How to Use Athena for Log Analysis with Kinesis Data Firehose and S3

Takahiro Iwasa

Aug 31, 2019

3 min read

Athena Firehose Kinesis

It has been more than 3 years since this post was published.

Introduction

Amazon Athena is a powerful tool that allows you to query objects stored in Amazon S3 using SQL. It provides a scalable and efficient solution for log analysis. With Athena, you can:

Query data directly from S3 without the need to load it into a separate database
Use standard SQL to analyze structured, semi-structured, and unstructured data
Pay only for the queries you run, with no upfront costs or infrastructure to manage
Seamlessly integrate with other AWS services like Glue, Lambda, and QuickSight

Athena is ideal for ad-hoc querying, reporting, and analyzing large datasets, making it a great choice for building scalable log analytics solutions on AWS.

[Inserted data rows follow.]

use std::path::PathBuf;
use std::process::ExitCode;

use clap::Parser;

use nobil_service::config::ServiceConfig;
use nobil_service::dev_mode::DevMode;
use nobil_service::logging::{self, LogLevel, Stage};
use nobil_service::service::{ExportService, FeedSource, Supervisor};

// sysexits(3)
const EX_USAGE: u8 = 64;
const EX_SOFTWARE: u8 = 70;
const EX_CONFIG: u8 = 78;

#[derive(Parser)]
#[command(name = "nobild")]
#[command(about = "Export NOBIL charging stations as GPX, KML and a filtering script")]
#[command(version)]
struct Cli {
    /// NOBIL API key (overrides config and NOBIL_API_KEY)
    #[arg(short = 'a', long)]
    api_key: Option<String>,

    /// Directory receiving the exported files
    #[arg(short = 'o', long, value_name = "DIR")]
    output_dir: Option<PathBuf>,

    /// Configuration file
    #[arg(short = 'c', long, default_value = "nobild.toml")]
    config: PathBuf,

    /// Replay a saved datadump instead of calling the API
    #[arg(long, value_name = "FILE")]
    input: Option<PathBuf>,

    /// Stop after the first successful cycle
    #[arg(long)]
    once: bool,

    /// Also write one GPX/KML pair per filter combination
    #[arg(long)]
    legacy: bool,
}

fn main() -> ExitCode {
    dotenv::dotenv().ok();
    let cli = Cli::parse();

    let mut config = match ServiceConfig::load(&cli.config) {
        Ok(config) => config,
        Err(e) => {
            eprintln!("nobild: {}: {}", cli.config.display(), e);
            return ExitCode::from(EX_CONFIG);
        }
    };
    if let Some(dir) = cli.output_dir {
        config.output.directory = dir;
    }
    if cli.api_key.is_some() {
        config.feed.api_key = cli.api_key;
    }
    if cli.legacy {
        config.output.legacy_combinatorial = true;
    }

    let level = match config.logging.level.parse::<LogLevel>() {
        Ok(level) => level,
        Err(e) => {
            eprintln!("nobild: {}", e);
            return ExitCode::from(EX_CONFIG);
        }
    };
    logging::init_logger(level, config.logging.file.as_deref(), config.logging.timestamps);

    let source = match cli.input {
        Some(path) => FeedSource::Replay(DevMode::new(path)),
        None => match config.resolve_api_key() {
            Ok(api_key) => FeedSource::Remote {
                url: config.feed.url.clone(),
                api_key,
                timeout_secs: config.feed.timeout_secs,
            },
            Err(e) => {
                eprintln!("nobild: {} (use --api-key, NOBIL_API_KEY or --input)", e);
                return ExitCode::from(EX_USAGE);
            }
        },
    };

    logging::info(
        Stage::System,
        None,
        &format!("Writing exports to {}", config.output.directory.display()),
    );

    let mut supervisor = Supervisor::new(ExportService::new(config, source));
    if cli.once {
        supervisor = supervisor.once();
    }

    let handle = match supervisor.spawn() {
        Ok(handle) => handle,
        Err(e) => {
            eprintln!("nobild: cannot start worker thread: {}", e);
            return ExitCode::from(EX_SOFTWARE);
        }
    };

    match handle.join() {
        Ok(Ok(_)) => ExitCode::SUCCESS,
        Ok(Err(e)) => {
            logging::error(Stage::System, None, &format!("Giving up: {}", e));
            ExitCode::FAILURE
        }
        Err(_) => {
            eprintln!("nobild: worker thread panicked");
            ExitCode::from(EX_SOFTWARE)
        }
    }
}
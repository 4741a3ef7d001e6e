/// KML 2.2 rendering.
///
/// Every placemark refers to the `#charger` style map, which pairs a normal
/// and a highlighted icon style. The icon image is chosen per document.

use quick_xml::escape::escape;

use crate::analysis::{MaskFilter, Population, StationStore};
use crate::export::operator_summary_comment;
use crate::model::GeoPoint;

/// Selectable placemark icon.
#[derive(Debug, Clone, Copy, PartialEq, Eq)]
pub struct KmlIcon {
    pub label: &'static str,
    pub href: &'static str,
}

/// Icons offered by the script export; the first is the default.
pub static KML_ICONS: &[KmlIcon] = &[
    KmlIcon {
        label: "Yellow pushpin",
        href: "https://maps.google.com/mapfiles/kml/pushpin/ylw-pushpin.png",
    },
    KmlIcon {
        label: "Green circle",
        href: "https://maps.google.com/mapfiles/kml/paddle/grn-circle.png",
    },
];

pub const KML_FOOTER: &str = "</Document></kml>";

/// Document header with the two icon styles and the style map.
pub fn kml_header(icon: &KmlIcon) -> String {
    let href = escape(icon.href);
    format!(
        concat!(
            "<?xml version=\"1.0\" encoding=\"UTF-8\"?>",
            "<kml xmlns=\"http://www.opengis.net/kml/2.2\"><Document>",
            "<name>EV charger stations</name>",
            "<description>Datagrunnlaget er hentet fra http://nobil.no</description>",
            "<Style id=\"charger_normal\"><IconStyle><scale>1.0</scale>",
            "<Icon><href>{href}</href></Icon></IconStyle>",
            "<LabelStyle><scale>0</scale></LabelStyle></Style>",
            "<Style id=\"charger_highlight\"><IconStyle><scale>1.3</scale>",
            "<Icon><href>{href}</href></Icon></IconStyle>",
            "<LabelStyle><scale>1</scale></LabelStyle></Style>",
            "<StyleMap id=\"charger\">",
            "<Pair><key>normal</key><styleUrl>#charger_normal</styleUrl></Pair>",
            "<Pair><key>highlight</key><styleUrl>#charger_highlight</styleUrl></Pair>",
            "</StyleMap>"
        ),
        href = href
    )
}

/// One `<Placemark>` element for a station. KML puts longitude first.
pub fn render_placemark(position: GeoPoint, title: &str) -> String {
    format!(
        "<Placemark><name>{}</name><styleUrl>#charger</styleUrl>\
         <Point><coordinates>{:.6},{:.6},0</coordinates></Point></Placemark>",
        escape(title),
        position.lon,
        position.lat
    )
}

/// Complete KML document with every record passing `filter`.
pub fn render_kml(store: &StationStore, filter: MaskFilter, icon: &KmlIcon) -> String {
    let mut out = kml_header(icon);
    for record in store.filter(filter) {
        out.push_str(record.kml_fragment());
    }
    out.push_str(KML_FOOTER);
    out.push_str(&operator_summary_comment(&Population::count(store.filter(filter))));
    out
}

This post contains outdated content. Please refer to the latest guide for modern methods.

wasabee.dev

Automating Partitioning in Athena Tables with Partition Projection | wasabee.dev

This guide walks you through setting up Kinesis Data Firehose, Amazon S3, and Athena to create an efficient log analysis environment. Note that this does not cover AWS Glue Crawler, which can simplify partitioning tasks.

System Architecture

Step 1: Create an S3 Bucket

Start by creating an S3 bucket to store log files. Choose a naming convention that aligns with your organization’s standards.

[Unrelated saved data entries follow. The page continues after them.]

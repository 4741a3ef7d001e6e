/// Per-cycle collection of extracted station records.
///
/// Records are appended while the feed is extracted and the store is then
/// treated as a fixed snapshot: sorted once, filtered and counted by the
/// exporters, and dropped as a whole at the end of the cycle.

use serde::Serialize;

use crate::analysis::groupings::{self, MaskRun};
use crate::model::{all_power_mask, ConnectorType, Operator, StationRecord};
use crate::registry::POWER_TIERS;

// ---------------------------------------------------------------------------
// Filters
// ---------------------------------------------------------------------------

/// Selection over the three classification axes. A record passes when each
/// of its masks shares at least one bit with the corresponding filter mask.
#[derive(Debug, Clone, Copy, PartialEq, Eq)]
pub struct MaskFilter {
    pub owner: u32,
    pub power: u32,
    pub connector: u32,
}

impl MaskFilter {
    /// Every operator, tier and connector type.
    pub fn all() -> Self {
        MaskFilter {
            owner: Operator::ALL_MASK,
            power: all_power_mask(),
            connector: ConnectorType::ALL_MASK,
        }
    }

    pub fn matches(&self, record: &StationRecord) -> bool {
        record.owner_mask() & self.owner != 0
            && record.power_tier_mask() & self.power != 0
            && record.connector_mask() & self.connector != 0
    }
}

// ---------------------------------------------------------------------------
// Population counts
// ---------------------------------------------------------------------------

/// Number of stations per classification value.
#[derive(Debug, Clone, PartialEq, Eq, Serialize)]
pub struct Population {
    pub total: usize,
    /// Indexed like `POWER_TIERS`.
    pub power_tiers: Vec<usize>,
    /// Indexed by `Operator::index`.
    pub operators: Vec<usize>,
    /// Stations offering at least one connector of the type, indexed by
    /// `ConnectorType::index`.
    pub connectors: Vec<usize>,
}

impl Population {
    /// Counts in a single pass over `records`.
    pub fn count<'a>(records: impl IntoIterator<Item = &'a StationRecord>) -> Self {
        let mut population = Population {
            total: 0,
            power_tiers: vec![0; POWER_TIERS.len()],
            operators: vec![0; Operator::COUNT],
            connectors: vec![0; ConnectorType::COUNT],
        };
        for record in records {
            population.total += 1;
            population.operators[record.owner().index()] += 1;
            for (i, slot) in population.power_tiers.iter_mut().enumerate() {
                if record.power_tier_mask() & (1 << i) != 0 {
                    *slot += 1;
                }
            }
            for (ty, _) in record.connector_counts().present() {
                population.connectors[ty.index()] += 1;
            }
        }
        population
    }

    pub fn operator(&self, op: Operator) -> usize {
        self.operators[op.index()]
    }

    pub fn connector(&self, ty: ConnectorType) -> usize {
        self.connectors[ty.index()]
    }
}

// ---------------------------------------------------------------------------
// Store
// ---------------------------------------------------------------------------

#[derive(Debug, Clone, Default)]
pub struct StationStore {
    records: Vec<StationRecord>,
}

impl StationStore {
    pub fn new() -> Self {
        Self::default()
    }

    pub fn push(&mut self, record: StationRecord) {
        self.records.push(record);
    }

    pub fn len(&self) -> usize {
        self.records.len()
    }

    pub fn is_empty(&self) -> bool {
        self.records.is_empty()
    }

    pub fn records(&self) -> &[StationRecord] {
        &self.records
    }

    pub fn iter(&self) -> std::slice::Iter<'_, StationRecord> {
        self.records.iter()
    }

    /// Records passing `filter`, in store order.
    pub fn filter(&self, filter: MaskFilter) -> impl Iterator<Item = &StationRecord> + '_ {
        self.records.iter().filter(move |r| filter.matches(r))
    }

    pub fn population(&self) -> Population {
        Population::count(&self.records)
    }

    /// Orders the records by mask tuple so equal tuples are adjacent.
    pub fn sort_by_masks(&mut self) {
        groupings::sort_by_masks(&mut self.records);
    }

    /// Runs of equal mask tuples. Only meaningful after `sort_by_masks`.
    pub fn runs(&self) -> impl Iterator<Item = MaskRun<'_>> {
        groupings::mask_runs(&self.records)
    }
}

impl FromIterator<StationRecord> for StationStore {
    fn from_iter<I: IntoIterator<Item = StationRecord>>(iter: I) -> Self {
        StationStore {
            records: iter.into_iter().collect(),
        }
    }
}

#[cfg(test)]
mod tests {
    use super::*;
    use crate::model::{CapacityRange, ConnectorCounts, GeoPoint};

    fn record(owner: Operator, kw: f64, types: &[ConnectorType]) -> StationRecord {
        let mut counts = ConnectorCounts::default();
        for ty in types {
            counts.increment(*ty);
        }
        StationRecord::new(
            GeoPoint { lat: 60.0, lon: 10.0 },
            format!("{} {}", owner, kw),
            owner,
            CapacityRange { min_kw: kw, max_kw: kw },
            counts,
        )
    }

    fn sample() -> StationStore {
        [
            record(Operator::Clever, 50.0, &[ConnectorType::Ccs, ConnectorType::Chademo]),
            record(Operator::Clever, 22.0, &[ConnectorType::Type2]),
            record(Operator::Tesla, 150.0, &[ConnectorType::Tesla]),
            record(Operator::Other, 0.0, &[ConnectorType::Type2]),
        ]
        .into_iter()
        .collect()
    }

    #[test]
    fn test_filter_all_excludes_unknown_power() {
        let store = sample();
        let included: Vec<_> = store.filter(MaskFilter::all()).collect();
        assert_eq!(included.len(), 3, "station without power reading has no tier");
    }

    #[test]
    fn test_filter_by_owner() {
        let store = sample();
        let filter = MaskFilter {
            owner: Operator::Clever.bit(),
            ..MaskFilter::all()
        };
        assert!(store.filter(filter).all(|r| r.owner() == Operator::Clever));
        assert_eq!(store.filter(filter).count(), 2);
    }

    #[test]
    fn test_filter_by_connector_intersects() {
        let store = sample();
        let filter = MaskFilter {
            connector: ConnectorType::Chademo.bit() | ConnectorType::Tesla.bit(),
            ..MaskFilter::all()
        };
        assert_eq!(store.filter(filter).count(), 2);
    }

    #[test]
    fn test_population_counts() {
        let population = sample().population();
        assert_eq!(population.total, 4);
        assert_eq!(population.operator(Operator::Clever), 2);
        assert_eq!(population.operator(Operator::Other), 1);
        assert_eq!(population.connector(ConnectorType::Type2), 2);
        assert_eq!(population.power_tiers.iter().sum::<usize>(), 3);
        assert_eq!(population.power_tiers[1], 1, "22 kW is in the 20-40 tier");
    }
}
/// NOBIL datadump API client
///
/// Downloads the complete charging-station registry as one XML document.
/// The body is handed to the extractor unchanged.
///
/// API Documentation: https://info.nobil.no/api

use std::time::Duration;

use reqwest::blocking::Client;

use crate::model::ServiceError;

pub const DEFAULT_DATADUMP_URL: &str = "https://nobil.no/api/server/datadump.php";

// ============================================================================
// API Client Functions
// ============================================================================

/// Query string for the full XML dump, returned inline rather than as a
/// downloadable file.
pub fn build_datadump_url(base_url: &str, api_key: &str) -> String {
    format!("{}?apikey={}&format=xml&file=false", base_url, api_key)
}

/// Blocking client with an overall request timeout. The dump is tens of
/// megabytes, so the timeout is generous by default.
pub fn build_client(timeout_secs: u64) -> Result<Client, ServiceError> {
    Ok(Client::builder()
        .timeout(Duration::from_secs(timeout_secs))
        .user_agent(concat!("nobild/", env!("CARGO_PKG_VERSION")))
        .build()?)
}

/// Fetch the datadump body
///
/// # Parameters
/// - `client`: HTTP client
/// - `base_url`: datadump endpoint without query string
/// - `api_key`: NOBIL API key
///
/// # Returns
/// Raw XML bytes, or `HttpError` for a non-2xx status
pub fn fetch_datadump(
    client: &Client,
    base_url: &str,
    api_key: &str,
) -> Result<Vec<u8>, ServiceError> {
    let url = build_datadump_url(base_url, api_key);

    let response = client
        .get(&url)
        .header("Accept", "application/xml")
        .send()?;

    if !response.status().is_success() {
        return Err(ServiceError::HttpError(response.status().as_u16()));
    }

    Ok(response.bytes()?.to_vec())
}
/// Station extraction from the NOBIL datadump XML.
///
/// Drives a `TagPathMatcher` over the feed and maps each event's path onto
/// a `Node` of the known schema:
///
/// ```text
/// chargerstations/chargerstation                                   Station
///   metadata/{position,name,owned_by,user_comment}                 Metadata
///   attributes/station/attribute                                   StationAttribute
///     {attrtypeid,attrvalid,trans}                                 StationAttributeField
///   attributes/connectors/connector/attribute                      ConnectorAttribute
///     {attrtypeid,attrvalid,trans}                                 ConnectorAttributeField
/// ```
///
/// Text is collected into a `StationBuilder` while the station element is
/// open. Attribute elements fill a small scratch block that is interpreted
/// when the attribute element closes. When the station element closes the
/// builder is validated and, if the station is public and its position
/// decodes, turned into a `StationRecord`.

use std::io::BufRead;

use crate::analysis::StationStore;
use crate::classify::{classify_connector, classify_operator, classify_station_owner};
use crate::ingest::decode::{decode_capacity, decode_position};
use crate::ingest::tag_path::{names_match, TagEvent, TagPath, TagPathMatcher};
use crate::model::{CapacityRange, ConnectorCounts, Operator, StationRecord};
use crate::registry::{
    ATTR_CAPACITY, ATTR_CONNECTOR_TYPE, ATTR_OPEN_24H, ATTR_PUBLIC, ATTR_VALID_YES,
};

const STATION_PATH: [&str; 2] = ["chargerstations", "chargerstation"];
const STATION_ATTRIBUTE: [&str; 3] = ["attributes", "station", "attribute"];
const CONNECTOR_ATTRIBUTE: [&str; 4] = ["attributes", "connectors", "connector", "attribute"];

// ---------------------------------------------------------------------------
// Schema nodes
// ---------------------------------------------------------------------------

#[derive(Debug, Clone, Copy, PartialEq, Eq)]
enum MetaField {
    Position,
    Name,
    OwnedBy,
    UserComment,
}

impl MetaField {
    fn from_tag(tag: &str) -> Option<Self> {
        match tag {
            "position" => Some(MetaField::Position),
            "name" => Some(MetaField::Name),
            "owned_by" => Some(MetaField::OwnedBy),
            "user_comment" => Some(MetaField::UserComment),
            _ => None,
        }
    }
}

#[derive(Debug, Clone, Copy, PartialEq, Eq)]
enum AttrField {
    TypeId,
    Valid,
    Trans,
}

impl AttrField {
    fn from_tag(tag: &str) -> Option<Self> {
        match tag {
            "attrtypeid" => Some(AttrField::TypeId),
            "attrvalid" => Some(AttrField::Valid),
            "trans" => Some(AttrField::Trans),
            _ => None,
        }
    }
}

#[derive(Debug, Clone, Copy, PartialEq, Eq)]
enum Node {
    Station,
    Metadata(MetaField),
    StationAttribute,
    StationAttributeField(AttrField),
    ConnectorAttribute,
    ConnectorAttributeField(AttrField),
    Unrelated,
}

fn locate(path: &TagPath) -> Node {
    let names = path.names();
    if path.depth() != names.len() || !path.starts_with(&STATION_PATH) {
        return Node::Unrelated;
    }

    let tail = &names[STATION_PATH.len()..];
    let leaf = tail.last().map(String::as_str).unwrap_or_default();

    if tail.is_empty() {
        Node::Station
    } else if tail.len() == 2 && tail[0] == "metadata" {
        MetaField::from_tag(leaf).map_or(Node::Unrelated, Node::Metadata)
    } else if names_match(tail, &STATION_ATTRIBUTE) {
        Node::StationAttribute
    } else if tail.len() == 4 && names_match(&tail[..3], &STATION_ATTRIBUTE) {
        AttrField::from_tag(leaf).map_or(Node::Unrelated, Node::StationAttributeField)
    } else if names_match(tail, &CONNECTOR_ATTRIBUTE) {
        Node::ConnectorAttribute
    } else if tail.len() == 5 && names_match(&tail[..4], &CONNECTOR_ATTRIBUTE) {
        AttrField::from_tag(leaf).map_or(Node::Unrelated, Node::ConnectorAttributeField)
    } else {
        Node::Unrelated
    }
}

// ---------------------------------------------------------------------------
// Scratch state
// ---------------------------------------------------------------------------

/// The three children of an `attribute` element.
#[derive(Debug, Clone, Default)]
struct AttributeScratch {
    type_id: String,
    valid: String,
    trans: String,
}

impl AttributeScratch {
    fn field_mut(&mut self, field: AttrField) -> &mut String {
        match field {
            AttrField::TypeId => &mut self.type_id,
            AttrField::Valid => &mut self.valid,
            AttrField::Trans => &mut self.trans,
        }
    }

    fn type_id(&self) -> &str {
        self.type_id.trim()
    }

    fn is_set(&self) -> bool {
        self.valid.trim() == ATTR_VALID_YES
    }

    fn trans(&self) -> &str {
        self.trans.trim()
    }
}

/// Why a closed station element produced no record.
#[derive(Debug, Clone, Copy, PartialEq, Eq)]
pub enum Rejection {
    NotPublic,
    BadPosition,
}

Step 2: Configure Kinesis Data Firehose

Custom prefix support was introduced in February 2019, allowing you to specify Apache Hive-style prefixes for S3 object keys and use MSCK REPAIR TABLE to create partitions in Athena. Follow these steps to configure the delivery stream:

2.1. Create a Delivery Stream

Press Create delivery stream and enter a name.

2.2. Select the Source

Choose Direct PUT or other sources.

Skip the record processing settings.

2.3. Set Destination to S3

Select S3 as the destination.

Configure the prefix and error prefix with the following format:

Field	Value
Prefix	`logs/!{timestamp:'year='yyyy'/month='MM'/day='dd'/hour='HH}/`
Error Prefix	`error_logs/!{timestamp:'year='yyyy'/month='MM'/day='dd'/hour='HH}/!{firehose:error-output-type}`

2.4. Optimize Buffer Settings

Adjust Buffer size and Buffer interval based on your requirements.

2.5. Enable Compression

Use GZIP compression to reduce storage costs.

2.6. Set IAM Role

Create or select an IAM role for Firehose.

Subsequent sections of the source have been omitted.